[Opening GIVEN ENTRIES section]

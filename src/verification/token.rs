//! Verification token issuance and validation

use std::borrow::Cow;

use chrono::{DateTime, Duration, Utc};
use jsonwebtoken::{decode, encode, Algorithm, DecodingKey, EncodingKey, Header, Validation};
use serde::{Deserialize, Serialize};
use validator::{Validate, ValidationError};

use super::VerificationError;

/// Lifetime of a verification token
pub const TOKEN_TTL_SECONDS: i64 = 600;

/// Identity that completed OTP verification
///
/// Absent fields deserialize empty so validation reports them per field.
#[derive(Debug, Clone, Deserialize, Validate)]
pub struct VerificationSubject {
    #[serde(default)]
    #[validate(
        email(message = "Invalid email"),
        length(max = 254, message = "Email must be at most 254 characters")
    )]
    pub email: String,

    #[serde(rename = "walletAddress", default)]
    #[validate(custom = "validate_wallet_address")]
    pub wallet_address: String,
}

impl VerificationSubject {
    pub fn new(email: impl Into<String>, wallet_address: impl Into<String>) -> Self {
        Self {
            email: email.into(),
            wallet_address: wallet_address.into(),
        }
    }
}

/// Claims carried by a verification token
#[derive(Debug, Serialize, Deserialize, Clone, PartialEq, Eq)]
#[serde(rename_all = "camelCase")]
pub struct VerificationClaims {
    pub email: String,
    pub wallet_address: String,
    pub verified: bool,
    /// Issued at (Unix timestamp)
    pub iat: i64,
    /// Expiration (Unix timestamp)
    pub exp: i64,
}

/// Freshly minted token
#[derive(Debug, Clone)]
pub struct IssuedToken {
    pub token: String,
    pub expires_in: i64,
    pub claims: VerificationClaims,
}

/// Signing and verification keys derived from the configured secret
#[derive(Clone)]
pub struct VerificationKeys {
    encoding: EncodingKey,
    decoding: DecodingKey,
    validation: Validation,
}

impl std::fmt::Debug for VerificationKeys {
    fn fmt(&self, f: &mut std::fmt::Formatter<'_>) -> std::fmt::Result {
        f.debug_struct("VerificationKeys").finish_non_exhaustive()
    }
}

impl VerificationKeys {
    pub fn from_secret(secret: &str) -> Self {
        let mut validation = Validation::new(Algorithm::HS256);
        // expiry is compared against the caller's clock in verify_at
        validation.validate_exp = false;
        validation.leeway = 0;
        validation.set_required_spec_claims(&["exp"]);

        Self {
            encoding: EncodingKey::from_secret(secret.as_bytes()),
            decoding: DecodingKey::from_secret(secret.as_bytes()),
            validation,
        }
    }

    /// Mint a token for a subject that just passed OTP verification
    pub fn issue(&self, subject: &VerificationSubject) -> Result<IssuedToken, VerificationError> {
        self.issue_at(subject, Utc::now())
    }

    pub fn issue_at(
        &self,
        subject: &VerificationSubject,
        now: DateTime<Utc>,
    ) -> Result<IssuedToken, VerificationError> {
        subject.validate()?;

        let claims = VerificationClaims {
            email: subject.email.clone(),
            wallet_address: subject.wallet_address.clone(),
            verified: true,
            iat: now.timestamp(),
            exp: (now + Duration::seconds(TOKEN_TTL_SECONDS)).timestamp(),
        };

        let token = encode(&Header::new(Algorithm::HS256), &claims, &self.encoding).map_err(|e| {
            tracing::error!(error = %e, "Verification token signing failed");
            VerificationError::SigningFailure
        })?;

        Ok(IssuedToken {
            token,
            expires_in: TOKEN_TTL_SECONDS,
            claims,
        })
    }

    /// Validate a token's signature and expiry
    ///
    /// Every failure collapses into [`VerificationError::InvalidToken`].
    pub fn verify(&self, token: &str) -> Result<VerificationClaims, VerificationError> {
        self.verify_at(token, Utc::now())
    }

    pub fn verify_at(
        &self,
        token: &str,
        now: DateTime<Utc>,
    ) -> Result<VerificationClaims, VerificationError> {
        let claims = decode::<VerificationClaims>(token, &self.decoding, &self.validation)
            .map_err(|_| VerificationError::InvalidToken)?
            .claims;

        if !claims.verified || now.timestamp() >= claims.exp {
            return Err(VerificationError::InvalidToken);
        }

        Ok(claims)
    }
}

fn is_wallet_address(value: &str) -> bool {
    value.len() == 42
        && value.starts_with("0x")
        && value[2..].bytes().all(|b| b.is_ascii_hexdigit())
}

fn validate_wallet_address(value: &str) -> Result<(), ValidationError> {
    if is_wallet_address(value) {
        return Ok(());
    }
    let mut err = ValidationError::new("wallet_address");
    err.message = Some(Cow::from("Invalid wallet address"));
    Err(err)
}

#[cfg(test)]
mod tests {
    use super::*;
    use std::sync::Arc;

    const WALLET: &str = "0x52908400098527886E0F7030069857D2E4169EE7";

    fn keys() -> VerificationKeys {
        VerificationKeys::from_secret("test-secret-key")
    }

    fn subject() -> VerificationSubject {
        VerificationSubject::new("ada@example.com", WALLET)
    }

    #[test]
    fn test_issue_then_verify_returns_input() {
        let keys = keys();
        let issued = keys.issue(&subject()).unwrap();
        assert_eq!(issued.expires_in, 600);
        assert_eq!(issued.claims.exp - issued.claims.iat, 600);

        let claims = keys.verify(&issued.token).unwrap();
        assert_eq!(claims.email, "ada@example.com");
        assert_eq!(claims.wallet_address, WALLET);
        assert!(claims.verified);
        assert_eq!(claims, issued.claims);
    }

    #[test]
    fn test_claim_names_on_the_wire() {
        let issued = keys().issue(&subject()).unwrap();
        let json = serde_json::to_value(&issued.claims).unwrap();
        assert_eq!(json["walletAddress"], WALLET);
        assert_eq!(json["verified"], true);
        assert!(json.get("exp").is_some());
        assert!(json.get("iat").is_some());
    }

    #[test]
    fn test_verify_is_repeatable_within_window() {
        let keys = keys();
        let now = Utc::now();
        let issued = keys.issue_at(&subject(), now).unwrap();

        let first = keys.verify_at(&issued.token, now + Duration::seconds(30));
        let second = keys.verify_at(&issued.token, now + Duration::seconds(599));
        assert_eq!(first.unwrap(), second.unwrap());
    }

    #[test]
    fn test_expired_token_is_invalid() {
        let keys = keys();
        let now = Utc::now();
        let issued = keys.issue_at(&subject(), now).unwrap();

        let at_expiry = keys.verify_at(&issued.token, now + Duration::seconds(600));
        assert!(matches!(at_expiry, Err(VerificationError::InvalidToken)));

        let later = keys.verify_at(&issued.token, now + Duration::minutes(30));
        assert!(matches!(later, Err(VerificationError::InvalidToken)));
    }

    #[test]
    fn test_token_issued_in_the_past_is_rejected_now() {
        let keys = keys();
        let issued = keys
            .issue_at(&subject(), Utc::now() - Duration::minutes(11))
            .unwrap();
        assert!(matches!(
            keys.verify(&issued.token),
            Err(VerificationError::InvalidToken)
        ));
    }

    #[test]
    fn test_wrong_secret_is_invalid() {
        let issued = VerificationKeys::from_secret("secret1")
            .issue(&subject())
            .unwrap();
        let result = VerificationKeys::from_secret("secret2").verify(&issued.token);
        assert!(matches!(result, Err(VerificationError::InvalidToken)));
    }

    #[test]
    fn test_malformed_token_is_invalid() {
        let keys = keys();
        for token in ["", "invalid.token.here", "a.b", "not-a-jwt"] {
            assert!(matches!(
                keys.verify(token),
                Err(VerificationError::InvalidToken)
            ));
        }
    }

    #[test]
    fn test_single_bit_mutation_is_invalid() {
        let keys = keys();
        let issued = keys.issue(&subject()).unwrap();
        let original = issued.token.as_bytes();

        for pos in 0..original.len() {
            for bit in 0..7 {
                let mut mutated = original.to_vec();
                mutated[pos] ^= 1 << bit;
                let Ok(mutated) = String::from_utf8(mutated) else {
                    continue;
                };
                assert!(
                    matches!(keys.verify(&mutated), Err(VerificationError::InvalidToken)),
                    "mutation at byte {} bit {} was accepted",
                    pos,
                    bit
                );
            }
        }
    }

    #[test]
    fn test_unverified_claims_are_rejected() {
        let now = Utc::now();
        let claims = VerificationClaims {
            email: "ada@example.com".to_string(),
            wallet_address: WALLET.to_string(),
            verified: false,
            iat: now.timestamp(),
            exp: now.timestamp() + 600,
        };
        let token = encode(
            &Header::new(Algorithm::HS256),
            &claims,
            &EncodingKey::from_secret(b"test-secret-key"),
        )
        .unwrap();

        assert!(matches!(
            keys().verify(&token),
            Err(VerificationError::InvalidToken)
        ));
    }

    #[test]
    fn test_other_algorithms_are_rejected() {
        let now = Utc::now();
        let claims = VerificationClaims {
            email: "ada@example.com".to_string(),
            wallet_address: WALLET.to_string(),
            verified: true,
            iat: now.timestamp(),
            exp: now.timestamp() + 600,
        };
        let token = encode(
            &Header::new(Algorithm::HS512),
            &claims,
            &EncodingKey::from_secret(b"test-secret-key"),
        )
        .unwrap();

        assert!(matches!(
            keys().verify(&token),
            Err(VerificationError::InvalidToken)
        ));
    }

    #[test]
    fn test_wallet_address_shape() {
        let keys = keys();

        let short = keys.issue(&VerificationSubject::new("ada@example.com", "0x123"));
        match short {
            Err(VerificationError::Validation(violations)) => {
                assert_eq!(violations.len(), 1);
                assert_eq!(violations[0].field, "walletAddress");
                assert_eq!(violations[0].message, "Invalid wallet address");
            }
            other => panic!("expected validation error, got {:?}", other),
        }

        let all_f = format!("0x{}", "f".repeat(40));
        assert!(keys
            .issue(&VerificationSubject::new("ada@example.com", all_f))
            .is_ok());

        for bad in [
            format!("0X{}", "f".repeat(40)),
            format!("0x{}", "g".repeat(40)),
            format!("0x{}", "f".repeat(41)),
            "f".repeat(42),
        ] {
            assert!(matches!(
                keys.issue(&VerificationSubject::new("ada@example.com", bad)),
                Err(VerificationError::Validation(_))
            ));
        }
    }

    #[test]
    fn test_email_shape() {
        let keys = keys();

        assert!(matches!(
            keys.issue(&VerificationSubject::new("not-an-email", WALLET)),
            Err(VerificationError::Validation(_))
        ));

        let long = format!("{}@example.com", "a".repeat(250));
        match keys.issue(&VerificationSubject::new(long, WALLET)) {
            Err(VerificationError::Validation(violations)) => {
                assert!(violations.iter().all(|v| v.field == "email"));
            }
            other => panic!("expected validation error, got {:?}", other),
        }
    }

    #[tokio::test]
    async fn test_concurrent_issue_keeps_claims_separate() {
        let keys = Arc::new(keys());

        let handles: Vec<_> = (0..32)
            .map(|i| {
                let keys = keys.clone();
                tokio::spawn(async move {
                    let subject = VerificationSubject::new(
                        format!("user{}@example.com", i),
                        format!("0x{:040x}", i),
                    );
                    let issued = keys.issue(&subject).unwrap();
                    (subject, issued.token)
                })
            })
            .collect();

        let mut tokens = Vec::new();
        for handle in handles {
            let (subject, token) = handle.await.unwrap();
            let claims = keys.verify(&token).unwrap();
            assert_eq!(claims.email, subject.email);
            assert_eq!(claims.wallet_address, subject.wallet_address);
            tokens.push(token);
        }

        tokens.sort();
        tokens.dedup();
        assert_eq!(tokens.len(), 32);
    }
}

[Closing GIVEN ENTRIES section]

(PROBLEM TO SOLVE) A word-for-word copy of the entries, from the first line through the line containing "them per field.", is the whole answer.

(SOLUTION)
filename src/verification/token.rs
//! Verification token issuance and validation

use std::borrow::Cow;

use chrono::{DateTime, Duration, Utc};
use jsonwebtoken::{decode, encode, Algorithm, DecodingKey, EncodingKey, Header, Validation};
use serde::{Deserialize, Serialize};
use validator::{Validate, ValidationError};

use super::VerificationError;

/// Lifetime of a verification token
pub const TOKEN_TTL_SECONDS: i64 = 600;

/// Identity that completed OTP verification
///
/// Absent fields deserialize empty so validation reports them per field.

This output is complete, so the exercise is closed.